Just wanted to give you a little bit of hope, too. I became an alcoholic after two marriages to alcoholics (one recovered for good, the other did not).

I wasn't a physical fitness nut (couch tater-tot), but I was on the outside very successful--responsible government position, had my car and house, supported my kids, never got a dui or went to jail or went to the hospital because of my drinking. BUT I eventually became more and more isolated, and in the end was drinking to live and living to drink.

I've been sober for two and a half years in AA. My first husband has been sober 31 years. So there ARE success stories out there. It can be a long haul, though, and it may have to get a lot worse before it gets better. I quit drinking because I could feel my life slipping away from me, and I did not want to die alone and drunk. Other people have to have dramatic losses of family, home, job before they recover. And, of course, there are the sad people who never do.

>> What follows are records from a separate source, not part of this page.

//! In-memory implementations of the persistence, lock and event interfaces.
//! Used by the test suites and for running the API without backing services.

use async_trait::async_trait;
use chrono::{DateTime, NaiveDate, Utc};
use std::collections::HashMap;
use std::sync::atomic::{AtomicBool, AtomicUsize, Ordering};
use std::sync::Arc;
use std::time::Duration;
use tokio::sync::{Mutex, RwLock};
use tokio::task::JoinHandle;
use tokio::time::Instant;
use tracing::debug;
use uuid::Uuid;

use crate::events::EventSink;
use crate::lock::LockService;
use crate::models::{
    Block, Course, DomainEvent, Flight, FlightStatus, SeasonalSchedule, StartingHole, StoredEvent,
};
use crate::numbering::parse_booking_number;
use crate::repository::{BlockRepository, CourseRepository, FlightRepository};
use crate::tee_time::TeeTime;
use crate::{BoxError, DuplicateKey, StaleWrite};

#[derive(Default)]
pub struct InMemoryStore {
    courses: RwLock<HashMap<Uuid, Course>>,
    schedules: RwLock<Vec<SeasonalSchedule>>,
    blocks: RwLock<Vec<Block>>,
    flights: RwLock<Vec<Flight>>,
    sequences: Mutex<HashMap<(Uuid, i32), u32>>,
    course_reads: AtomicUsize,
    schedule_reads: AtomicUsize,
}

impl InMemoryStore {
    pub fn new() -> Self {
        Self::default()
    }

    pub async fn add_course(&self, course: Course) {
        self.courses.write().await.insert(course.id, course);
    }

    pub async fn add_schedule(&self, schedule: SeasonalSchedule) {
        self.schedules.write().await.push(schedule);
    }

    pub async fn remove_schedule(&self, schedule_id: Uuid) {
        self.schedules.write().await.retain(|s| s.id != schedule_id);
    }

    pub async fn add_block(&self, block: Block) {
        self.blocks.write().await.push(block);
    }

    /// Number of course reads that reached the store.
    pub fn course_reads(&self) -> usize {
        self.course_reads.load(Ordering::SeqCst)
    }

    /// Number of schedule reads that reached the store.
    pub fn schedule_reads(&self) -> usize {
        self.schedule_reads.load(Ordering::SeqCst)
    }

    pub async fn all_flights(&self) -> Vec<Flight> {
        self.flights.read().await.clone()
    }
}

/// Highest `TT-<year>-NNNNN` sequence among the tenant's flights.
fn highest_issued(flights: &[Flight], tenant_id: Uuid, year: i32) -> u32 {
    flights
        .iter()
        .filter(|f| f.tenant_id == tenant_id)
        .filter_map(|f| parse_booking_number(&f.booking_number))
        .filter(|(issued_year, _)| *issued_year == year)
        .map(|(_, sequence)| sequence)
        .max()
        .unwrap_or(0)
}

#[async_trait]
impl CourseRepository for InMemoryStore {
    async fn get_course(
        &self,
        tenant_id: Uuid,
        course_id: Uuid,
    ) -> Result<Option<Course>, BoxError> {
        self.course_reads.fetch_add(1, Ordering::SeqCst);
        let courses = self.courses.read().await;
        Ok(courses
            .get(&course_id)
            .filter(|c| c.tenant_id == tenant_id)
            .cloned())
    }

    async fn find_active_schedule(
        &self,
        course_id: Uuid,
        date: NaiveDate,
    ) -> Result<Option<SeasonalSchedule>, BoxError> {
        self.schedule_reads.fetch_add(1, Ordering::SeqCst);
        let schedules = self.schedules.read().await;
        Ok(schedules
            .iter()
            .find(|s| s.course_id == course_id && s.applies_to(date))
            .cloned())
    }
}

#[async_trait]
impl BlockRepository for InMemoryStore {
    async fn find_block_candidates(
        &self,
        course_id: Uuid,
        window_start: DateTime<Utc>,
        window_end: DateTime<Utc>,
    ) -> Result<Vec<Block>, BoxError> {
        let blocks = self.blocks.read().await;
        Ok(blocks
            .iter()
            .filter(|b| b.course_id == course_id)
            .filter(|b| b.overlaps(window_start, window_end))
            .cloned()
            .collect())
    }
}

#[async_trait]
impl FlightRepository for InMemoryStore {
    async fn get_flight(
        &self,
        tenant_id: Uuid,
        flight_id: Uuid,
    ) -> Result<Option<Flight>, BoxError> {
        let flights = self.flights.read().await;
        Ok(flights
            .iter()
            .find(|f| f.id == flight_id && f.tenant_id == tenant_id)
            .cloned())
    }

    async fn list_active_flights(
        &self,
        tenant_id: Uuid,
        course_id: Uuid,
        from: NaiveDate,
        to: NaiveDate,
    ) -> Result<Vec<Flight>, BoxError> {
        let flights = self.flights.read().await;
        let mut found: Vec<Flight> = flights
            .iter()
            .filter(|f| f.tenant_id == tenant_id && f.course_id == course_id)
            .filter(|f| f.tee_date >= from && f.tee_date <= to)
            .filter(|f| f.status.holds_capacity())
            .cloned()
            .collect();
        found.sort_by_key(|f| (f.tee_date, f.tee_time, f.created_at));
        Ok(found)
    }

    async fn count_booked_players(
        &self,
        tenant_id: Uuid,
        course_id: Uuid,
        tee_date: NaiveDate,
        tee_time: TeeTime,
        starting_hole: StartingHole,
    ) -> Result<u32, BoxError> {
        let flights = self.flights.read().await;
        Ok(flights
            .iter()
            .filter(|f| f.tenant_id == tenant_id && f.course_id == course_id)
            .filter(|f| f.tee_date == tee_date && f.tee_time == tee_time)
            .filter(|f| f.starting_hole == starting_hole && f.status.holds_capacity())
            .map(|f| f.players.len() as u32)
            .sum())
    }

    async fn next_booking_sequence(&self, tenant_id: Uuid, year: i32) -> Result<u32, BoxError> {
        let mut sequences = self.sequences.lock().await;
        let next = match sequences.get(&(tenant_id, year)) {
            Some(last) => last + 1,
            None => {
                let flights = self.flights.read().await;
                highest_issued(&flights, tenant_id, year) + 1
            }
        };
        sequences.insert((tenant_id, year), next);
        Ok(next)
    }

    async fn insert_flight(&self, flight: &Flight) -> Result<(), BoxError> {
        let mut flights = self.flights.write().await;
        if flights
            .iter()
            .any(|f| f.tenant_id == flight.tenant_id && f.booking_number == flight.booking_number)
        {
            return Err(Box::new(DuplicateKey(flight.booking_number.clone())));
        }
        flights.push(flight.clone());
        Ok(())
    }

    async fn update_flight(&self, flight: &Flight, expected: FlightStatus) -> Result<(), BoxError> {
        let mut flights = self.flights.write().await;
        let existing = flights
            .iter_mut()
            .find(|f| f.id == flight.id && f.tenant_id == flight.tenant_id)
            .ok_or_else(|| format!("flight {} does not exist", flight.id))?;
        if existing.status != expected {
            return Err(Box::new(StaleWrite(flight.id)));
        }
        *existing = flight.clone();
        Ok(())
    }
}

struct LockLease {
    owner: String,
    expires_at: Instant,
}

/// Process-local lock table. Expired leases are dropped on every acquire and
/// by the optional reaper task.
#[derive(Default)]
pub struct InMemoryLockService {
    leases: Mutex<HashMap<String, LockLease>>,
}

impl InMemoryLockService {
    pub fn new() -> Self {
        Self::default()
    }

    pub async fn purge_expired(&self) -> usize {
        let now = Instant::now();
        let mut leases = self.leases.lock().await;
        let before = leases.len();
        leases.retain(|_, lease| lease.expires_at > now);
        before - leases.len()
    }

    pub async fn is_held(&self, key: &str) -> bool {
        let leases = self.leases.lock().await;
        leases
            .get(key)
            .is_some_and(|lease| lease.expires_at > Instant::now())
    }

    pub fn spawn_reaper(self: Arc<Self>, every: Duration) -> JoinHandle<()> {
        tokio::spawn(async move {
            let mut ticker = tokio::time::interval(every);
            loop {
                ticker.tick().await;
                let purged = self.purge_expired().await;
                if purged > 0 {
                    debug!("Reaped {} expired slot locks", purged);
                }
            }
        })
    }
}

#[async_trait]
impl LockService for InMemoryLockService {
    async fn acquire(&self, key: &str, owner: &str, ttl: Duration) -> Result<bool, BoxError> {
        let now = Instant::now();
        let mut leases = self.leases.lock().await;
        leases.retain(|_, lease| lease.expires_at > now);

        if leases.contains_key(key) {
            return Ok(false);
        }
        leases.insert(
            key.to_string(),
            LockLease {
                owner: owner.to_string(),
                expires_at: now + ttl,
            },
        );
        Ok(true)
    }

    async fn release(&self, key: &str, owner: &str) -> Result<(), BoxError> {
        let mut leases = self.leases.lock().await;
        if leases.get(key).is_some_and(|lease| lease.owner == owner) {
            leases.remove(key);
        }
        Ok(())
    }
}

#[derive(Default)]
pub struct InMemoryEventSink {
    events: RwLock<Vec<StoredEvent>>,
    reject_appends: AtomicBool,
}

impl InMemoryEventSink {
    pub fn new() -> Self {
        Self::default()
    }

    /// A sink whose appends all fail, for exercising best-effort paths.
    pub fn failing() -> Self {
        let sink = Self::default();
        sink.reject_appends.store(true, Ordering::SeqCst);
        sink
    }

    pub async fn all(&self) -> Vec<StoredEvent> {
        self.events.read().await.clone()
    }
}

#[async_trait]
impl EventSink for InMemoryEventSink {
    async fn append(&self, event: DomainEvent) -> Result<StoredEvent, BoxError> {
        if self.reject_appends.load(Ordering::SeqCst) {
            return Err("event sink unavailable".into());
        }
        let mut events = self.events.write().await;
        let stored = StoredEvent {
            sequence: events.len() as i64 + 1,
            event,
        };
        events.push(stored.clone());
        Ok(stored)
    }

    async fn events_for_aggregate(
        &self,
        tenant_id: Uuid,
        aggregate_type: &str,
        aggregate_id: Uuid,
    ) -> Result<Vec<StoredEvent>, BoxError> {
        let events = self.events.read().await;
        Ok(events
            .iter()
            .filter(|s| s.event.tenant_id == tenant_id)
            .filter(|s| s.event.aggregate_type == aggregate_type && s.event.aggregate_id == aggregate_id)
            .cloned()
            .collect())
    }
}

I strongly suggest you get to Al-Anon. It won't help you "get her sober" but it will make your own life and your family's life a lot saner. You will learn to establish boundaries for what you are unwilling to tolerate and learn to detach with love from the alcoholic. Detachment doesn't mean leaving the person, it just has to do with not allowing yourself to become enmeshed in her disease and drama, and not enabling her disease by continuing to protect her from the consequences of her drinking. Al-Anon was a lifeline for me when I needed it.

Glad you're here with us.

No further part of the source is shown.